◆ Task to carry out ◆
Repeat exactly what appears from the opening line of the listing to the line with "not exist yet", inclusive.

(Dataset)

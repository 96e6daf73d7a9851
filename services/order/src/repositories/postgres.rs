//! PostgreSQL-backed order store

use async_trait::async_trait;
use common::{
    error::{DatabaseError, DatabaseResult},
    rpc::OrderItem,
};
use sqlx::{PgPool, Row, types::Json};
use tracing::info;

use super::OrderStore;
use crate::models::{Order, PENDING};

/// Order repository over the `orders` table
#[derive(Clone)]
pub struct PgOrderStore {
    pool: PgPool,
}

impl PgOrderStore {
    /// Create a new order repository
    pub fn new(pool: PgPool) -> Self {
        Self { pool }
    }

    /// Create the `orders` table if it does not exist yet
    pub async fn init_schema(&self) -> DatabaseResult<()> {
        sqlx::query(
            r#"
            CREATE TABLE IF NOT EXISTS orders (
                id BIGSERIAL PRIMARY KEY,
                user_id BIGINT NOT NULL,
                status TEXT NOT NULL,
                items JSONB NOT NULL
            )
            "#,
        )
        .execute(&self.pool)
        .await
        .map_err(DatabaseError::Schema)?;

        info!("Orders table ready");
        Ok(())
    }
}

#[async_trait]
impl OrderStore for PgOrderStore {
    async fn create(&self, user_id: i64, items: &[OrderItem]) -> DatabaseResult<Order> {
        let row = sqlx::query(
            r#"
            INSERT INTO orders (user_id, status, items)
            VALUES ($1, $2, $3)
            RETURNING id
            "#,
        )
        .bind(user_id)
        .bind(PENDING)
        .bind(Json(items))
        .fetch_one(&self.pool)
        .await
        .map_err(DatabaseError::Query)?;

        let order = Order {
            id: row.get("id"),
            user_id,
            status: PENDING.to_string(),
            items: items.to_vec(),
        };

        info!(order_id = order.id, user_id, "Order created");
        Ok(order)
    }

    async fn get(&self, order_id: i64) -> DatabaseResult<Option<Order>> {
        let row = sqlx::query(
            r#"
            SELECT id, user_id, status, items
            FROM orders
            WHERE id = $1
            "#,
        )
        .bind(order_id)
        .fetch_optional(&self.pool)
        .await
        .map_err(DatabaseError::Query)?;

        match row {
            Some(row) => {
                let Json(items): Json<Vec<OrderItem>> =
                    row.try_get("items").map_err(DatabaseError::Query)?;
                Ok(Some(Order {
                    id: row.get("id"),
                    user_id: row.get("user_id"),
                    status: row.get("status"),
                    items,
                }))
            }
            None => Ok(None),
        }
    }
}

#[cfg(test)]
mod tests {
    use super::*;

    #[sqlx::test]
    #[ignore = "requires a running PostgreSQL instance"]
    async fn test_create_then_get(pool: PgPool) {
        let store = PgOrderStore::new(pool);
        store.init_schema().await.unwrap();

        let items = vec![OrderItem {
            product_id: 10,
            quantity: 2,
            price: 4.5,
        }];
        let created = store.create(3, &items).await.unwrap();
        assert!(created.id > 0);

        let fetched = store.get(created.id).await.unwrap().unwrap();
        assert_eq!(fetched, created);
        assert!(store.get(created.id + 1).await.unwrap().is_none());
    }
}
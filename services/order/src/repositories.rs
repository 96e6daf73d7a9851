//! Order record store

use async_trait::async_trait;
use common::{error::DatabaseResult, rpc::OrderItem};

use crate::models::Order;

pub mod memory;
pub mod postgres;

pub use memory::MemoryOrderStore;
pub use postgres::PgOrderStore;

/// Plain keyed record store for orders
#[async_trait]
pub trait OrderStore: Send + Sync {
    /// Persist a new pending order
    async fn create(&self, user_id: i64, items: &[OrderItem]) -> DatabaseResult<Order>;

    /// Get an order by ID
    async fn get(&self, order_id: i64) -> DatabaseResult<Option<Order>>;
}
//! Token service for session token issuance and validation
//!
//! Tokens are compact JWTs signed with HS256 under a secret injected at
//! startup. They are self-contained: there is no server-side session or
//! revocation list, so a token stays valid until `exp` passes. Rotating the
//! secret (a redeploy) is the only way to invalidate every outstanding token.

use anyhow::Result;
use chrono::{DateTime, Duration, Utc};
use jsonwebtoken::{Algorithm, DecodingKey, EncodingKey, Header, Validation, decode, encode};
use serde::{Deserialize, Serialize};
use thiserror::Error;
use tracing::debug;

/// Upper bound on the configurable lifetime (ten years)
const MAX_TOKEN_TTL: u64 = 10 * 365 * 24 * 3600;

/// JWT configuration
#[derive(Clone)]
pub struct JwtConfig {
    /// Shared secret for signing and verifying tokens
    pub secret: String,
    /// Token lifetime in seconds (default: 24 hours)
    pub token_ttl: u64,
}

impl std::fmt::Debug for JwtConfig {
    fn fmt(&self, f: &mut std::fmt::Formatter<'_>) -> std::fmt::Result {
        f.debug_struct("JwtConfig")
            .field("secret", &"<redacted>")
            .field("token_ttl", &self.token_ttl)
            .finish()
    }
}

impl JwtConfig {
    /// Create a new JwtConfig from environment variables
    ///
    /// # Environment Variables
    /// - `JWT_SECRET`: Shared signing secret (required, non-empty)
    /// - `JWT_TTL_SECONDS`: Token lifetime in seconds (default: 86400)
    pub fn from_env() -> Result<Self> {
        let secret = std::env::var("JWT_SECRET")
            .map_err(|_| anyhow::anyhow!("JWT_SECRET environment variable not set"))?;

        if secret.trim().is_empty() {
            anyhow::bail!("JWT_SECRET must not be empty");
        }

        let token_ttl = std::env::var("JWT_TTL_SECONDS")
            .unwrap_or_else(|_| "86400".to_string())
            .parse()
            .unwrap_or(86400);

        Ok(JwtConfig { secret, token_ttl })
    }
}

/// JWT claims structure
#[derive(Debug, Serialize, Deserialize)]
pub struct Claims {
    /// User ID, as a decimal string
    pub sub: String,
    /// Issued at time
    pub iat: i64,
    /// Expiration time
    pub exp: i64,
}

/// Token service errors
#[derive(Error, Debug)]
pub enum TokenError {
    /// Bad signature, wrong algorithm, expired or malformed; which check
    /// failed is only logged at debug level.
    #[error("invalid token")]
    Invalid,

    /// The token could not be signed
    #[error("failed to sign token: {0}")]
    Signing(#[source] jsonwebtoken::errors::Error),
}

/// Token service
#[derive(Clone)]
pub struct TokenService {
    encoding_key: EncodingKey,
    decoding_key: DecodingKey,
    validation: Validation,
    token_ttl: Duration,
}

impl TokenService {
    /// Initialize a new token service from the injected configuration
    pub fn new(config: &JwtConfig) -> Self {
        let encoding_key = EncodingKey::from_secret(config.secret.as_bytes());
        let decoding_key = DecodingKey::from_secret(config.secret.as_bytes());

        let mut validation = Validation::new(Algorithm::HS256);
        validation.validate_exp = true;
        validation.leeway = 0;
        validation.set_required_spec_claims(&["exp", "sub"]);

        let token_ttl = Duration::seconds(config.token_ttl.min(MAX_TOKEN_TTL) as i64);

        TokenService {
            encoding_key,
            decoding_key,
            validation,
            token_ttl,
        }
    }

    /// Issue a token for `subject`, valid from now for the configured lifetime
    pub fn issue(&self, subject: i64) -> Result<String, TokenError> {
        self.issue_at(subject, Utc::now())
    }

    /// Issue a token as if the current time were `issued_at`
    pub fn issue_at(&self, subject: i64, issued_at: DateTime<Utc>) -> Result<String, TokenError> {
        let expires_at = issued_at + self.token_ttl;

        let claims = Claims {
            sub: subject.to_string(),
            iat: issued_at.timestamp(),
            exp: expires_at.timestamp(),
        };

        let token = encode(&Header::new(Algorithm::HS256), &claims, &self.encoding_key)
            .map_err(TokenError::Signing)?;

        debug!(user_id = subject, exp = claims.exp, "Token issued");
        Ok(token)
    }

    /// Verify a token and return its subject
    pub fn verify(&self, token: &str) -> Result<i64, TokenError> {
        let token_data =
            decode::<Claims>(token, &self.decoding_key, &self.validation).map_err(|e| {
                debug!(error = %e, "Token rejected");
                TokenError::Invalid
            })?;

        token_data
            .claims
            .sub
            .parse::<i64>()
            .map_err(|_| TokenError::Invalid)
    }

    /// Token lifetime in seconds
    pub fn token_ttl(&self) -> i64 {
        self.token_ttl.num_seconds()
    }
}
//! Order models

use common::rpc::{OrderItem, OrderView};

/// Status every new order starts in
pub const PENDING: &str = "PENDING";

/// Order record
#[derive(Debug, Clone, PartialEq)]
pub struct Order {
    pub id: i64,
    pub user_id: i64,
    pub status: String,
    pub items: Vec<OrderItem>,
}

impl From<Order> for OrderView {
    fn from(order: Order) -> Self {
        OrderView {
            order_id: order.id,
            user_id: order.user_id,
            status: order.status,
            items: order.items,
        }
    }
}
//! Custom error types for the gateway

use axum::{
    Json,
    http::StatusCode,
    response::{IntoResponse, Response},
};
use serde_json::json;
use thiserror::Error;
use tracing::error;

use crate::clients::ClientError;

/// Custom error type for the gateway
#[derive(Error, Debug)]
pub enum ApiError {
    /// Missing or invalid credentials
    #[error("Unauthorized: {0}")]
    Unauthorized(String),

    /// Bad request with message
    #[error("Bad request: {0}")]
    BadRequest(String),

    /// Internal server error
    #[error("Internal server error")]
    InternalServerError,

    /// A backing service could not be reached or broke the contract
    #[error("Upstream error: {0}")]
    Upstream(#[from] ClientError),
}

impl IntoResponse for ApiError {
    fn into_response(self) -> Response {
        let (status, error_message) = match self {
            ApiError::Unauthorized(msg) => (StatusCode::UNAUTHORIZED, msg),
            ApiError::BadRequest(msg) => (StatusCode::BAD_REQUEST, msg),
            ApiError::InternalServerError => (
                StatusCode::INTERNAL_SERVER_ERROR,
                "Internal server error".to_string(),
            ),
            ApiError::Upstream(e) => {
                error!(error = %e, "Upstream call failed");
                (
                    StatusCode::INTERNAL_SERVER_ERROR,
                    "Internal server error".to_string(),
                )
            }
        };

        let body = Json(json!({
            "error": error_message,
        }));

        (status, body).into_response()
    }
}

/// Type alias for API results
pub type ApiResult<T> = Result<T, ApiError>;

(End Dataset)

◆ Result ◆
repository 96e6daf73d7a9851
filename services/order/src/repositories/postgres.rs
//! PostgreSQL-backed order store

use async_trait::async_trait;
use common::{
    error::{DatabaseError, DatabaseResult},
    rpc::OrderItem,
};
use sqlx::{PgPool, Row, types::Json};
use tracing::info;

use super::OrderStore;
use crate::models::{Order, PENDING};

/// Order repository over the `orders` table
#[derive(Clone)]
pub struct PgOrderStore {
    pool: PgPool,
}

impl PgOrderStore {
    /// Create a new order repository
    pub fn new(pool: PgPool) -> Self {
        Self { pool }
    }

    /// Create the `orders` table if it does not exist yet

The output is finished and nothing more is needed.